Cones: Structure, Function & Diseases

Cones are the photoreceptors on the retina of the eye responsible for color and sharp vision. They are highly concentrated in the yellow spot, the area of color vision and also the area of sharpest vision. Humans have three different types of cones, each of which has its maximum sensitivity in the blue, green, and red frequency ranges of light.

What are the cones?

The zone of sharpest vision is concentrated in the human retina in the yellow spot (fovea centralis) with a diameter of about 1.5 mm. At the same time, color vision is also located in the fovea centralis. The yellow spot is centrally located in the visual axis of the eye for “straight looking” and is equipped with about 140,000 color photoreceptors per qmm. These are so-called L-, M- and S-cones, which have their highest light sensitivity in the yellow-green, green and blue-violet range. Although the L cones have their maximum sensitivity of 563 nanometers in the yellow-green range, they also take over the red range, so that they are usually called red receptors. In the innermost part of the fovea centralis, the foveola, which is only about 0.33 mm in diameter, only M and L cones are present.

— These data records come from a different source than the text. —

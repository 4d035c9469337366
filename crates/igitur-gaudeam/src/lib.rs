//! igitur Gaudeam - Gaudeam web API client
//!
//! Provides async adapters for:
//! - Session login against the central auth host and a JSON session profile
//! - Drive folders and files (listing, download, folder creation, upload)
//! - The global calendar, event posts and event media
//!
//! ## Modules
//!
//! - [`auth`] - Login form flow, session profile store, [`GaudeamSessionProvider`]
//! - [`client`] - Cookie-authenticated HTTP client with 429 handling
//! - [`drive`] - Drive endpoint wire types and requests
//! - [`provider`] - [`GaudeamDriveProvider`], the `IRemoteDrive` adapter
//! - [`calendar`] - [`GaudeamEventSource`], the `IEventSource` adapter

pub mod auth;
pub mod calendar;
pub mod client;
pub mod drive;
pub mod provider;

pub use auth::{GaudeamSessionProvider, SessionStore};
pub use calendar::GaudeamEventSource;
pub use client::GaudeamClient;
pub use provider::GaudeamDriveProvider;

use std::time::Duration;
use thiserror::Error;

/// Errors that can occur when communicating with a Gaudeam instance
#[derive(Debug, Error)]
pub enum GaudeamError {
    /// The session cookie is missing, expired or was rejected
    #[error("Unauthorized: {0}")]
    Unauthorized(String),

    /// The requested resource does not exist
    #[error("Not found: {0}")]
    NotFound(String),

    /// Rate limit exceeded; retry after the specified duration
    #[error("Too many requests (429), retry after {retry_after:?}")]
    TooManyRequests {
        /// Duration to wait before retrying
        retry_after: Duration,
    },

    /// A server-side error occurred (5xx)
    #[error("Server error: {0}")]
    ServerError(String),

    /// A network-level error occurred
    #[error("Network error: {0}")]
    NetworkError(#[from] reqwest::Error),

    /// The login form was rejected or could not be processed
    #[error("Login failed: {0}")]
    Login(String),

    /// The parent folder's ownership cannot be copied to a new folder
    #[error("Unsupported folder owner type: {0}")]
    UnsupportedOwner(String),

    /// The API response could not be parsed or was malformed
    #[error("Invalid response: {0}")]
    InvalidResponse(String),
}

impl GaudeamError {
    /// Whether this error means the session has to be renewed
    pub fn is_auth_error(&self) -> bool {
        matches!(self, Self::Unauthorized(_) | Self::Login(_))
    }
}
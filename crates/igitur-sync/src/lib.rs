//! igitur Sync - One-way tree reconciliation
//!
//! Provides:
//! - Resumable, idempotent download and upload of folder trees
//! - Image recompression ahead of upload
//! - Event media downloads grouped by uploader and by event
//! - Cleanup of duplicate entries and empty folders on the remote drive
//!
//! ## Modules
//!
//! - [`engine`] - [`ReconciliationEngine`], the depth-first walk and skip logic
//! - [`tree`] - Source/destination views over the remote drive and local disk
//! - [`filesystem`] - Local filesystem adapter (atomic writes via partial files)
//! - [`preprocess`] - [`ImagePreprocessor`] and the compressed upload source
//! - [`compressor`] - `image`-crate backed compressor
//! - [`events`] - [`EventMediaGrouper`] for event media downloads
//! - [`maintenance`] - [`RemoteCleaner`], duplicate and empty folder cleanup

pub mod compressor;
pub mod engine;
pub mod events;
pub mod filesystem;
pub mod maintenance;
pub mod preprocess;
pub mod tree;

#[cfg(test)]
pub(crate) mod testing;

pub use compressor::ImageCrateCompressor;
pub use engine::{EngineOptions, ReconciliationEngine};
pub use events::{EventMediaGrouper, EventSyncReport};
pub use filesystem::LocalFileSystemAdapter;
pub use maintenance::RemoteCleaner;
pub use preprocess::{ImagePreprocessor, PreparedImage};

use thiserror::Error;

/// Errors that abort a transfer run
///
/// Per-entry problems never surface here; they are collected in the
/// run's `SyncReport` instead.
#[derive(Debug, Error)]
pub enum SyncError {
    /// A transfer root is missing, not a folder, or on the wrong side
    #[error("Invalid root {root}: {reason}")]
    InvalidRoot { root: String, reason: String },

    /// No usable session; the user has to log in again
    #[error("Not logged in: {0}. Run `igitur login` first")]
    Auth(String),

    /// A single entry could not be transferred
    #[error("Transfer of {path} failed: {reason}")]
    Transfer { path: String, reason: String },

    /// Several source entries share one name
    #[error("Name collision at {0}")]
    NameCollision(String),

    /// An I/O error occurred outside of a single entry's transfer
    #[error("IO error: {0}")]
    Io(#[from] std::io::Error),

    /// An event window that does not fit the calendar's date range
    #[error("Invalid window: {0}")]
    InvalidWindow(String),

    /// A domain-level error propagated from igitur-core
    #[error("Domain error: {0}")]
    Domain(#[from] igitur_core::domain::DomainError),

    #[error(transparent)]
    Other(anyhow::Error),
}

impl From<anyhow::Error> for SyncError {
    /// Unwraps a `SyncError` carried by `err` and turns a rejected session
    /// into [`SyncError::Auth`]
    fn from(err: anyhow::Error) -> Self {
        match err.downcast::<SyncError>() {
            Ok(sync) => sync,
            Err(err) if engine::is_auth_error(&err) => Self::Auth(format!("{err:#}")),
            Err(err) => Self::Other(err),
        }
    }
}

impl SyncError {
    pub fn invalid_root(root: impl ToString, reason: impl Into<String>) -> Self {
        Self::InvalidRoot {
            root: root.to_string(),
            reason: reason.into(),
        }
    }

    /// Whether the run stopped before any entry was looked at
    pub fn is_fatal(&self) -> bool {
        !matches!(self, Self::Transfer { .. } | Self::NameCollision(_))
    }
}
//! Shell completions generation command
//!
//! Generates shell completions for bash, zsh, fish, elvish, and powershell.
//! Usage: `igitur completions bash > ~/.local/share/bash-completion/completions/igitur`

use std::io;

use anyhow::Result;
use clap::CommandFactory;
use clap_complete::Shell;

use crate::output::OutputFormat;

/// Arguments for the completions subcommand
#[derive(Debug, clap::Args)]
pub struct CompletionsCommand {
    /// Shell to generate completions for
    #[arg(value_enum)]
    pub shell: Shell,
}

impl CompletionsCommand {
    /// Execute the completions command, printing completions to stdout
    pub async fn execute(&self, _format: OutputFormat) -> Result<()> {
        let mut cmd = crate::Cli::command();
        clap_complete::generate(self.shell, &mut cmd, "igitur", &mut io::stdout());
        Ok(())
    }
}
/// Destination names for the children of one source folder
///
/// Names unique in the listing map to themselves. Shared names follow
/// `policy`: with [`CollisionPolicy::Fail`] every entry of the name maps to
/// `None`; with [`CollisionPolicy::Suffix`] the first keeps the name and
/// later ones get the lowest free `name (n)` suffix.
pub fn resolve_names(children: Vec<Entry>, policy: CollisionPolicy) -> Vec<(Entry, Option<String>)> {
    let mut counts: HashMap<String, usize> = HashMap::new();
    for child in &children {
        *counts.entry(child.name.clone()).or_default() += 1;
    }

    match policy {
        CollisionPolicy::Fail => children
            .into_iter()
            .map(|child| {
                let target = (counts[&child.name] == 1).then(|| child.name.clone());
                (child, target)
            })
            .collect(),
        CollisionPolicy::Suffix => {
            let mut taken: HashSet<String> = counts.into_keys().collect();
            let mut seen: HashSet<String> = HashSet::new();
            children
                .into_iter()
                .map(|child| {
                    if seen.insert(child.name.clone()) {
                        let target = child.name.clone();
                        return (child, Some(target));
                    }
                    let mut n = 2;
                    let target = loop {
                        let candidate = suffixed_name(&child.name, child.kind, n);
                        if taken.insert(candidate.clone()) {
                            break candidate;
                        }
                        n += 1;
                    };
                    (child, Some(target))
                })
                .collect()
        }
    }
}

/// Classifies one source child against the destination snapshot
///
/// `existing` is the destination entry carrying the child's target name.
pub fn classify(entry: &Entry, admitted: bool, existing: Option<&Entry>) -> SkipDecision {
    if entry.is_folder() {
        SkipDecision::DescendFolder
    } else if !admitted {
        SkipDecision::Excluded
    } else if existing.is_some() {
        SkipDecision::SkipExists
    } else {
        SkipDecision::TransferNew
    }
}

pub(crate) fn join_rel(parent: &str, name: &str) -> String {
    if parent.is_empty() {
        name.to_string()
    } else {
        format!("{parent}/{name}")
    }
}
//! Tree transfer commands
//!
//! `download`, `upload` and `upload-images` resolve both roots before any
//! transfer starts; a missing local directory or unknown folder id aborts
//! with a non-zero exit code. Failures of single files are printed as
//! warnings and do not change the exit code.

use std::path::PathBuf;
use std::sync::Arc;

use anyhow::Result;
use clap::Args;
use tracing::info;

use igitur_core::domain::newtypes::RemoteId;
use igitur_core::domain::report::{SyncReport, TransferDirection};
use igitur_sync::{ImageCrateCompressor, ImagePreprocessor};

use super::{local_path, Context};
use crate::output::{print_report, report_json};

fn show(ctx: &Context, label: &str, report: &SyncReport) {
    let fmt = ctx.formatter();
    if ctx.is_json() {
        fmt.print_json(&report_json(report));
    } else {
        print_report(&*fmt, label, report);
    }
}

#[derive(Debug, Args)]
pub struct DownloadCommand {
    /// Id of the drive folder to download
    pub folder_id: RemoteId,

    /// Existing local directory to download into
    pub dest: PathBuf,
}

impl DownloadCommand {
    pub async fn execute(&self, ctx: &Context) -> Result<()> {
        let dest = local_path(&self.dest)?;
        let (_, client) = ctx.connect().await?;
        let engine = ctx.engine(client);

        let source_root = engine.resolve_remote_root(&self.folder_id).await?;
        let dest_root = engine.resolve_local_root(&dest).await?;
        info!(folder = %self.folder_id, dest = %dest, "Starting download");
        ctx.formatter()
            .info(&format!("Downloading {} into {}", source_root.name, dest));

        let report = engine
            .sync(&source_root, &dest_root, TransferDirection::Download)
            .await?;
        show(ctx, "Download", &report);
        Ok(())
    }
}

#[derive(Debug, Args)]
pub struct UploadCommand {
    /// Id of the drive folder to upload into
    pub folder_id: RemoteId,

    /// Local directory to upload
    pub source: PathBuf,
}

impl UploadCommand {
    pub async fn execute(&self, ctx: &Context) -> Result<()> {
        let source = local_path(&self.source)?;
        let (_, client) = ctx.connect().await?;
        let engine = ctx.engine(client);

        let source_root = engine.resolve_local_root(&source).await?;
        let dest_root = engine.resolve_remote_root(&self.folder_id).await?;
        info!(folder = %self.folder_id, source = %source, "Starting upload");
        ctx.formatter()
            .info(&format!("Uploading {} into {}", source, dest_root.name));

        let report = engine
            .sync(&source_root, &dest_root, TransferDirection::Upload)
            .await?;
        show(ctx, "Upload", &report);
        Ok(())
    }
}

#[derive(Debug, Args)]
pub struct UploadImagesCommand {
    /// Id of the drive folder to upload into
    pub folder_id: RemoteId,

    /// Local directory with images
    pub source: PathBuf,

    /// Skip files whose name contains PATTERN (case-insensitive, repeatable)
    #[arg(long = "skip-name", value_name = "PATTERN")]
    pub skip_names: Vec<String>,
}

impl UploadImagesCommand {
    pub async fn execute(&self, ctx: &Context) -> Result<()> {
        let source = local_path(&self.source)?;
        let (_, client) = ctx.connect().await?;
        let engine = ctx.engine(client);

        let preprocessor =
            ImagePreprocessor::from_config(&ctx.config.images, Arc::new(ImageCrateCompressor::new()))
                .with_skip_names(self.skip_names.iter().cloned());

        let source_root = engine.resolve_local_root(&source).await?;
        let dest_root = engine.resolve_remote_root(&self.folder_id).await?;
        info!(
            folder = %self.folder_id,
            source = %source,
            max_width = preprocessor.settings().max_width,
            max_height = preprocessor.settings().max_height,
            "Starting image upload"
        );
        ctx.formatter()
            .info(&format!("Uploading images from {} into {}", source, dest_root.name));

        let report = engine
            .sync_images(&source_root, &dest_root, preprocessor)
            .await?;
        show(ctx, "Image upload", &report);
        Ok(())
    }
}
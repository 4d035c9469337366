//! Integration tests for the calendar and event media endpoints

use chrono::{TimeZone, Utc};
use serde_json::json;
use wiremock::matchers::{header_exists, method, path, query_param};
use wiremock::{Mock, MockServer, ResponseTemplate};

use igitur_core::domain::newtypes::EventId;
use igitur_core::ports::event_source::IEventSource;
use igitur_gaudeam::GaudeamEventSource;

use crate::common;

async fn mount_event_posts(server: &MockServer) {
    Mock::given(method("GET"))
        .and(path("/api/v1/events/55/posts"))
        .respond_with(ResponseTemplate::new(200).set_body_json(json!([
            {"id": 1, "creator": {"full_name": "Max Mustermann"}},
            {"id": 2, "creator": {"full_name": "Erika Musterfrau"}}
        ])))
        .mount(server)
        .await;

    Mock::given(method("GET"))
        .and(path("/api/v1/posts/1/event_media"))
        .respond_with(ResponseTemplate::new(200).set_body_json(json!([
            {"id": 10, "uploaded_file": {"file_name": "a.jpg", "original": {"url": format!("{}/media/10", server.uri())}}},
            {"id": 11, "uploaded_file": {"file_name": "b.jpg", "original": {"url": "/media/11"}}}
        ])))
        .mount(server)
        .await;

    Mock::given(method("GET"))
        .and(path("/api/v1/posts/2/event_media"))
        .respond_with(ResponseTemplate::new(200).set_body_json(json!([
            {"id": 12, "uploaded_file": {"file_name": "c.png", "file_size": 3, "original": {"url": "/media/12"}}}
        ])))
        .mount(server)
        .await;
}

#[tokio::test]
async fn test_list_events_skips_birthdays() {
    let (server, client) = common::setup_gaudeam_mock().await;
    Mock::given(method("GET"))
        .and(path("/global_calendar.json"))
        .and(query_param("start", "2025-06-01T00:00:00Z"))
        .and(query_param("end", "2025-06-08T00:00:00Z"))
        .and(query_param("timeZone", "UTC"))
        .respond_with(ResponseTemplate::new(200).set_body_json(json!([
            {"id": 2, "title": "Kneipe", "start": "2025-06-05T19:00:00.000Z", "url": "/events/2"},
            {"id": 9, "title": "Max", "start": "2025-06-03T00:00:00.000Z", "url": "/personal_records/9"},
            {"id": 1, "title": "Convent", "start": "2025-06-02T18:00:00.000Z", "url": "/events/1"}
        ])))
        .mount(&server)
        .await;

    let source = GaudeamEventSource::new(client);
    let events = source
        .list_events(
            Utc.with_ymd_and_hms(2025, 6, 1, 12, 0, 0).unwrap(),
            Utc.with_ymd_and_hms(2025, 6, 8, 12, 0, 0).unwrap(),
        )
        .await
        .expect("calendar failed");

    let titles: Vec<_> = events.iter().map(|e| e.title.as_str()).collect();
    assert_eq!(titles, vec!["Kneipe", "Convent"]);
}

#[tokio::test]
async fn test_get_event() {
    let (server, client) = common::setup_gaudeam_mock().await;
    Mock::given(method("GET"))
        .and(path("/api/v1/events/55"))
        .respond_with(ResponseTemplate::new(200).set_body_json(json!({
            "id": 55, "title": "Stiftungsfest", "start": "2025-06-14T18:00:00.000Z",
            "url": "/events/55", "description": ""
        })))
        .mount(&server)
        .await;

    let source = GaudeamEventSource::new(client);
    let event = source.get_event(&EventId::new("55".to_string()).unwrap()).await.unwrap();
    assert_eq!(event.title, "Stiftungsfest");
    assert_eq!(event.folder_name().unwrap(), "2025-06-14 Stiftungsfest");
}

#[tokio::test]
async fn test_list_media_tags_uploader() {
    let (server, client) = common::setup_gaudeam_mock().await;
    mount_event_posts(&server).await;

    let source = GaudeamEventSource::new(client);
    let media = source
        .list_media(&EventId::new("55".to_string()).unwrap())
        .await
        .expect("media failed");

    assert_eq!(media.len(), 3);
    assert_eq!(media[0].uploader, "Max Mustermann");
    assert_eq!(media[1].file_name, "b.jpg");
    assert_eq!(media[2].uploader, "Erika Musterfrau");
    assert_eq!(media[2].size, Some(3));
}

#[tokio::test]
async fn test_fetch_media_resolves_relative_urls() {
    let (server, client) = common::setup_gaudeam_mock().await;
    mount_event_posts(&server).await;
    Mock::given(method("GET"))
        .and(path("/media/11"))
        .and(header_exists("cookie"))
        .respond_with(ResponseTemplate::new(200).set_body_bytes(b"png!".to_vec()))
        .mount(&server)
        .await;

    let source = GaudeamEventSource::new(client);
    let media = source
        .list_media(&EventId::new("55".to_string()).unwrap())
        .await
        .unwrap();

    let data = source.fetch_media(&media[1]).await.expect("fetch failed");
    assert_eq!(data, b"png!");
}

#[tokio::test]
async fn test_missing_event_fails() {
    let (_server, client) = common::setup_gaudeam_mock().await;

    let source = GaudeamEventSource::new(client);
    assert!(source
        .get_event(&EventId::new("404".to_string()).unwrap())
        .await
        .is_err());
}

In total, there are about 6 million color receptors (cones) on the retina. In addition to the cones, the retina is mainly equipped outside the yellow spot with about 120 million additional photoreceptors, the so-called rods. They are similar in structure to the cones, but are much more sensitive to light and can only distinguish between light and dark tones. They are also very sensitive to moving objects in the peripheral visual field, i.e., outside the fovea centralis.

Anatomy and structure

The three different types of cones and the rods, which are present in only one type in the retina, convert received light packets into electrical nerve signals in their function as photoreceptors. Despite slightly different tasks, all photoreceptors work according to the same biochemical-physical principle of action. The cones consist of an outer and an inner segment, the nucleus and the synapse for communication with bipolar cells. The outer and inner segments of the cells are connected by a fixed cilium, the connecting cilium. The cilium consists of microtubules in a nonagonal arrangement (nine-sided polygon). The microtubules serve to mechanically stabilize the connection between the outer and inner segments and to transport matter. The outer segment of the cones has a large number of membrane invaginations, the so-called discs. They form flat, densely packed vesicles, which – depending on their type – contain certain visual pigments. The inner segment with the cell nucleus forms the metabolically active part of the photoreceptor. At the endoplasmic reticulum protein synthesis takes place and in the nucleus a multitude of mitochondria takes care of energy metabolism. Each cone has contact with its “own” bipolar cell via its synapse, so that the visual center in the brain can display a separate pixel for each cone, enabling high-resolution sharp vision.

Tasks

The most important task of the cones is the transduction of light impulses, the conversion of received light stimuli into an electrical nerve impulse. Transduction takes place largely in the outer segment of the cone in the form of a complex “visual signal transduction cascade.” The starting point is iodopsin, which is composed of cone opsin, the protein portion of a different visual pigment depending on the type of cone, and retinal, a vitamin A derivative. An incident photon of the “right” wavelength leads to a conversion of the retinal into another form, causing the two molecular components to separate again and the opsin to be activated, initiating a cascade of reactions and biochemical conversions. Two features are important here. As long as a cone does not receive light pulses of the length wave to which its type of iodopsin responds, the cone continuously produces the neurotransmitter glutamate. If the signal transduction cascade is initiated by appropriate light input, the release of glutamate is inhibited, causing the ion channels at the synapse-connected bipolar cell to close. This results in new action potentials in the downstream retinal ganglion cells, which are transmitted as electrical impulses to the visual centers of the CNS for further processing.Thus, the actual signal is not produced by activation of a neurotransmitter, but due to its inhibition. Another peculiarity is that unlike most nerve impulses, where the “all-or-nothing principle” prevails, in transduction the bipolar cell can produce gradual signals, depending on the strength of the inhibition of the glutamate. Thus, the strength of the signal emitted by the bipolar cell corresponds to the strength of light incidence at the corresponding cone.

Diseases

The most common symptoms of dysfunction associated with cones in the retina of the eye are color vision deficits, color blindness, and impairment in contrast vision and even visual field loss. In color vision deficiencies, the corresponding type of cones is limited in function, while in color blindness, the cones are absent or have a total functional failure. The visual defects may be congenital or acquired. The most common genetic color vision deficiency is green deficiency (deuteranopia). It occurs predominantly in males due to a genetic defect on the X chromosome. About 8% of the male population is affected. Impaired perception of colors in the blue to yellow range is the most common visual defect in color vision loss acquired by lesions on the optic nerve due to an accident, stroke or brain tumor. In some cases, congenital cone-rod dystrophy (ZSD) is present with slowly progressive symptoms to visual field loss. The disease begins in the yellow spot and initially causes degeneration of the cones, and only later are the rods affected as the dystrophy spreads to other parts of the retina.